La biblioteca la constituía una caseta sin puertas, que albergaba cientos de libros que se renovaban periódicamente. Estaba abierta día y noche, todos los días. El lector podía tomar el libro de su preferencia, leerlo sentado bajo la sombra de los árboles frente a un lago que alberga aves acuáticas, llevárselo para su casa, devolverlo o quedarse con él. Como vemos, nada se interponía entre el lector y el libro para que el primero realizara plenamente su voluntad, cumpliéndose así la premisa fundamental de los fundadores del proyecto de liberar el texto de la prisión contenida en cada biblioteca particular.
El libro ya en libertad puede deambular por distintas brechas y destinos como gesto para cautivar y atrapar a un posible lector furtivo; es una nueva realidad para impulsar la lectura cuando la persona carece de disculpa para no leer. Resultado halagador porque en tres años de existencia del quiosco, registró 120.000 nuevos lectores que ahora miran absortos la consecuencia de lo absurdo de ciertas manifestaciones humanas como pueden apreciarlo.

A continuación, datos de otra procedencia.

use std::sync::Arc;

use contracts::enums::ProcessingStatus;

use backend::shared::config;
use backend::shared::data::db;
use backend::shared::logging;
use backend::shared::mws::ConnectionRegistry;
use backend::usecases::u501_feed_export::gateway::FeedsGateway;
use backend::usecases::u502_fulfillment_sync::gateway::FulfillmentGateway;

#[tokio::main]
async fn main() -> anyhow::Result<()> {
    logging::init();

    let config = config::load_config()?;
    let db_path = config::get_database_path(&config)?;
    if let Some(parent) = db_path.parent() {
        std::fs::create_dir_all(parent)?;
    }
    db::initialize_database(Some(&db_path.to_string_lossy())).await?;

    let registry = Arc::new(ConnectionRegistry::http());
    let feeds = FeedsGateway::new(registry.clone());
    let fulfillment = FulfillmentGateway::new(registry, &config);

    // One sync cycle: advance feed submissions, pull reports for the
    // finished ones, then refresh in-flight fulfillment orders
    let changed = feeds.update_feed_submissions().await?;
    for submission in &changed {
        if submission.processing_status != ProcessingStatus::Done {
            continue;
        }
        if let Err(e) = feeds.process_submission_results(submission).await {
            tracing::error!(
                "Failed to fetch report for submission {}: {:#}",
                submission.submission_id,
                e
            );
        }
    }
    let refreshed = fulfillment.update_fulfillment_orders().await?;

    tracing::info!(
        "Sync cycle finished: {} submissions moved, {} fulfillment orders refreshed",
        changed.len(),
        refreshed
    );
    Ok(())
}
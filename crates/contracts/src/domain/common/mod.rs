pub mod aggregate_id;
pub mod base_aggregate;
pub mod entity_metadata;

pub use aggregate_id::AggregateId;
pub use base_aggregate::BaseAggregate;
pub use entity_metadata::EntityMetadata;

Quién puede pensar a la altura de estos tiempos que en un nicho de la cultura, como lo es la ciudad de Estrasburgo de memoria milenaria, puesto que no se puede afirmar con la exigencia de la prueba quiénes han sido sus primeros habitantes cuyos primeros trazos se encuentran en los objetos hallados que datan entre 450 y 550 mil años. Para salir de la oscuridad de los tiempos señalados, un testimonio interesante es el de su primer nombre combinación de lengua céltica y romana, denominada Argentoratum. Cuando los Francos tomaron posesión del lugar en el 496 de nuestro tiempo la denominaron Strateburgum, y en la era de los merovingios fue convertida en ciudad real cambia su nombre por el actual Strasbourg. Para esta época tiene escasos 1.500 habitantes.
Un hecho que cambió radicalmente el presente y futuro de la ciudad, fue la instalación de la familia Gutenberg, quien permitió a Johannes Gutenberg hacerse orfebre entre l434 y 1444 aprendiendo las técnicas del cincelado, la aleación y el grabado, para luego inventar los caracteres móviles que revolucionaron el método de perennizar letras, para todo el orbe. Estrasburgo fue también suelo donde estudió Goethe, refugio de los hugonotes y de Calvino; lugar privilegiado para los alquimistas entre los que se encuentra Alberto El Grande, profesor de Tomás de Aquino; y así otras personalidades como Erasmo de Rotterdam. Un hito ha sido los humanistas nacidos en su terruño como fueron Jakob Wimpheling, Geiler von Kaysersberg y Sébastien Brant. Además, otra acción trascendente de sus habitantes ha sido su militancia en trono de la Reforma que los hizo protestantes. Para concluir con los señalamientos de sus pendones históricos, la ciudad tiene el mérito de haber publicado el primer periódico impreso del mundo en 1605, hecho que realizó Johann Carolus.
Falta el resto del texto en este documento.